- _EXERCISE REQUIREMENTS_
Return exactly the final stretch of the records below, opening with the line that contains "PartialEq, Eq, derive_more::Display)]" and closing with the last line.

- _INPUT FOR THIS TASK_
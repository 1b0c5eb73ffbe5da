//! The arithmetic and flag unit. Every function here is pure: it takes the operands and the
//! current flags, and returns the result while updating the flags in place. Nothing here touches
//! memory or the rest of the register file.
//!
//! The 8-bit operations are carried out in 16 bits so that the carry out of bit 7 is visible in
//! the intermediate result.

use crate::instruction::RotateOp;

use super::Flags;

/// Returns true when `val` has an even number of set bits.
pub const fn parity(val: u8) -> bool {
    val.count_ones() % 2 == 0
}

/// Sets zero, sign, parity and carry from a (possibly overflowing) 8-bit result. The auxiliary
/// carry is left to the caller since it depends on the operands rather than the result.
pub(crate) fn set_result_flags(res: u16, flags: &mut Flags) {
    let byte = res as u8;
    flags.zero = byte == 0;
    flags.sign = byte & 0x80 != 0;
    flags.parity = parity(byte);
    flags.carry = res > 0xFF;
}

fn add_with_carry_in(acc: u8, op: u8, carry_in: bool, flags: &mut Flags) -> u8 {
    let res = acc as u16 + op as u16 + carry_in as u16;
    flags.aux_carry = (acc & 0x0F) + (op & 0x0F) + carry_in as u8 > 0x0F;
    set_result_flags(res, flags);
    res as u8
}

/// ADD and ADC (with `carry_in` set to the current carry).
pub fn addition(acc: u8, op: u8, carry_in: bool, flags: &mut Flags) -> u8 {
    add_with_carry_in(acc, op, carry_in, flags)
}

/// SUB and SBB (with `borrow_in` set to the current carry). The operand is complemented and
/// added along with the inverted borrow, then the carry is flipped so that it reports a borrow.
/// The auxiliary carry is left as the addition produced it.
pub fn subtraction(acc: u8, op: u8, borrow_in: bool, flags: &mut Flags) -> u8 {
    let val = add_with_carry_in(acc, !op, !borrow_in, flags);
    flags.carry = !flags.carry;
    val
}

/// CMP. Computes the flags of `acc - op` without producing a value.
pub fn compare(acc: u8, op: u8, flags: &mut Flags) {
    subtraction(acc, op, false, flags);
}

/// ANA. The auxiliary carry is the OR of bit 3 of both operands.
pub fn and(acc: u8, op: u8, flags: &mut Flags) -> u8 {
    let val = acc & op;
    set_result_flags(val as u16, flags);
    flags.aux_carry = (acc | op) & 0x08 != 0;
    val
}

pub fn xor(acc: u8, op: u8, flags: &mut Flags) -> u8 {
    let val = acc ^ op;
    set_result_flags(val as u16, flags);
    flags.aux_carry = false;
    val
}

pub fn or(acc: u8, op: u8, flags: &mut Flags) -> u8 {
    let val = acc | op;
    set_result_flags(val as u16, flags);
    flags.aux_carry = false;
    val
}

/// INR. The carry is preserved.
pub fn increment(val: u8, flags: &mut Flags) -> u8 {
    let carry = flags.carry;
    flags.aux_carry = val & 0x0F == 0x0F;
    let val = val.wrapping_add(1);
    set_result_flags(val as u16, flags);
    flags.carry = carry;
    val
}

/// DCR. The carry is preserved.
pub fn decrement(val: u8, flags: &mut Flags) -> u8 {
    let carry = flags.carry;
    flags.aux_carry = val & 0x0F != 0x00;
    let val = val.wrapping_sub(1);
    set_result_flags(val as u16, flags);
    flags.carry = carry;
    val
}

/// DAA. Two independent nibble corrections. The low correction decides the auxiliary carry; the
/// high correction can only set the carry, never clear it.
pub fn decimal_adjust(acc: u8, flags: &mut Flags) -> u8 {
    let mut val = acc as u16;
    let mut carry = flags.carry;
    if val & 0x0F > 0x09 || flags.aux_carry {
        flags.aux_carry = val & 0x0F > 0x09;
        val += 0x06;
    }
    if val >= 0xA0 || flags.carry {
        val += 0x60;
        carry = true;
    }
    set_result_flags(val, flags);
    flags.carry = carry;
    val as u8
}

/// The accumulator rotates. Only the carry is affected.
pub fn rotate(op: RotateOp, acc: u8, flags: &mut Flags) -> u8 {
    match op {
        RotateOp::Rlc => {
            flags.carry = acc & 0x80 != 0;
            acc.rotate_left(1)
        }
        RotateOp::Rrc => {
            flags.carry = acc & 0x01 != 0;
            acc.rotate_right(1)
        }
        RotateOp::Ral => {
            let carry = flags.carry;
            flags.carry = acc & 0x80 != 0;
            (acc << 1) | carry as u8
        }
        RotateOp::Rar => {
            let carry = flags.carry;
            flags.carry = acc & 0x01 != 0;
            (acc >> 1) | ((carry as u8) << 7)
        }
    }
}

/// DAD. Only the carry is affected, and only by a carry out of bit 15.
pub fn wide_addition(hl: u16, op: u16, flags: &mut Flags) -> u16 {
    let (val, carry) = hl.overflowing_add(op);
    flags.carry = carry;
    val
}
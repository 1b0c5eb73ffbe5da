use std::fmt;

use super::*;

/// The second operand of an accumulator operation: either a register (or M), or the byte that
/// follows the op code.
#[derive(Debug, Clone, Copy, Hash, PartialEq, Eq, derive_more::From, derive_more::Display)]
pub enum Source {
    #[display("{_0}")]
    Operand(Operand),
    #[display("0x{_0:0>2X}")]
    Immediate(u8),
}

#[derive(Debug, Clone, Copy, Hash, PartialEq, Eq)]
pub enum ArithmeticOp {
    /// ADD/ADI
    Add(Source),
    /// ADC/ACI
    Adc(Source),
    /// SUB/SUI
    Sub(Source),
    /// SBB/SBI
    Sbb(Source),
    /// ANA/ANI
    And(Source),
    /// XRA/XRI
    Xor(Source),
    /// ORA/ORI
    Or(Source),
    /// CMP/CPI. Subtracts for the flags only; the accumulator is left alone.
    Compare(Source),
    /// INR
    Inc(Operand),
    /// DCR
    Dec(Operand),
    /// INX
    Inc16(RegisterPair),
    /// DCX
    Dec16(RegisterPair),
    /// DAD. Adds the pair into HL.
    Add16(RegisterPair),
    /// DAA
    DecimalAdjust,
    /// CMA
    Complement,
}

impl ArithmeticOp {
    /// The assembler spelling. The accumulator group changes name when given an immediate.
    pub const fn mnemonic(&self) -> &'static str {
        use Source::Immediate as I;
        match self {
            ArithmeticOp::Add(I(_)) => "ADI",
            ArithmeticOp::Add(_) => "ADD",
            ArithmeticOp::Adc(I(_)) => "ACI",
            ArithmeticOp::Adc(_) => "ADC",
            ArithmeticOp::Sub(I(_)) => "SUI",
            ArithmeticOp::Sub(_) => "SUB",
            ArithmeticOp::Sbb(I(_)) => "SBI",
            ArithmeticOp::Sbb(_) => "SBB",
            ArithmeticOp::And(I(_)) => "ANI",
            ArithmeticOp::And(_) => "ANA",
            ArithmeticOp::Xor(I(_)) => "XRI",
            ArithmeticOp::Xor(_) => "XRA",
            ArithmeticOp::Or(I(_)) => "ORI",
            ArithmeticOp::Or(_) => "ORA",
            ArithmeticOp::Compare(I(_)) => "CPI",
            ArithmeticOp::Compare(_) => "CMP",
            ArithmeticOp::Inc(_) => "INR",
            ArithmeticOp::Dec(_) => "DCR",
            ArithmeticOp::Inc16(_) => "INX",
            ArithmeticOp::Dec16(_) => "DCX",
            ArithmeticOp::Add16(_) => "DAD",
            ArithmeticOp::DecimalAdjust => "DAA",
            ArithmeticOp::Complement => "CMA",
        }
    }

    /// Returns the accumulator operand, if this is one of the accumulator group.
    pub const fn source(&self) -> Option<Source> {
        match self {
            ArithmeticOp::Add(src)
            | ArithmeticOp::Adc(src)
            | ArithmeticOp::Sub(src)
            | ArithmeticOp::Sbb(src)
            | ArithmeticOp::And(src)
            | ArithmeticOp::Xor(src)
            | ArithmeticOp::Or(src)
            | ArithmeticOp::Compare(src) => Some(*src),
            _ => None,
        }
    }

    /// Returns the number of clock cycles this instruction takes.
    pub fn cycles(&self) -> u32 {
        match self {
            ArithmeticOp::Inc(Operand::Memory) | ArithmeticOp::Dec(Operand::Memory) => 10,
            ArithmeticOp::Inc(_) | ArithmeticOp::Dec(_) => 5,
            ArithmeticOp::Inc16(_) | ArithmeticOp::Dec16(_) => 5,
            ArithmeticOp::Add16(_) => 10,
            ArithmeticOp::DecimalAdjust | ArithmeticOp::Complement => 4,
            op => match op.source() {
                Some(Source::Operand(Operand::Reg(_))) => 4,
                _ => 7,
            },
        }
    }

    /// Returns the number of bytes used to encode this instruction.
    pub const fn size(&self) -> u8 {
        match self.source() {
            Some(Source::Immediate(_)) => 2,
            _ => 1,
        }
    }
}

impl fmt::Display for ArithmeticOp {
    fn fmt(&self, f: &mut fmt::Formatter<'_>) -> fmt::Result {
        let name = self.mnemonic();
        match self {
            ArithmeticOp::Inc(reg) | ArithmeticOp::Dec(reg) => write!(f, "{name} {reg}"),
            ArithmeticOp::Inc16(pair) | ArithmeticOp::Dec16(pair) | ArithmeticOp::Add16(pair) => {
                write!(f, "{name} {pair}")
            }
            ArithmeticOp::DecimalAdjust | ArithmeticOp::Complement => write!(f, "{name}"),
            op => match op.source() {
                Some(src) => write!(f, "{name} {src}"),
                None => write!(f, "{name}"),
            },
        }
    }
}

/// The accumulator rotates. RLC/RRC wrap the outgoing bit around while RAL/RAR rotate through
/// the carry flag.
#[derive(Debug, Clone, Copy, Hash, PartialEq, Eq, derive_more::Display)]
pub enum RotateOp {
    /// Opcode: 0x07
    #[display("RLC")]
    Rlc,
    /// Opcode: 0x0F
    #[display("RRC")]
    Rrc,
    /// Opcode: 0x17
    #[display("RAL")]
    Ral,
    /// Opcode: 0x1F
    #[display("RAR")]
    Rar,
}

- _FINISHED TASK_
#[derive(Debug, Clone, Copy, Hash, PartialEq, Eq, derive_more::Display)]
pub enum RotateOp {
    /// Opcode: 0x07
    #[display("RLC")]
    Rlc,
    /// Opcode: 0x0F
    #[display("RRC")]
    Rrc,
    /// Opcode: 0x17
    #[display("RAL")]
    Ral,
    /// Opcode: 0x1F
    #[display("RAR")]
    Rar,
}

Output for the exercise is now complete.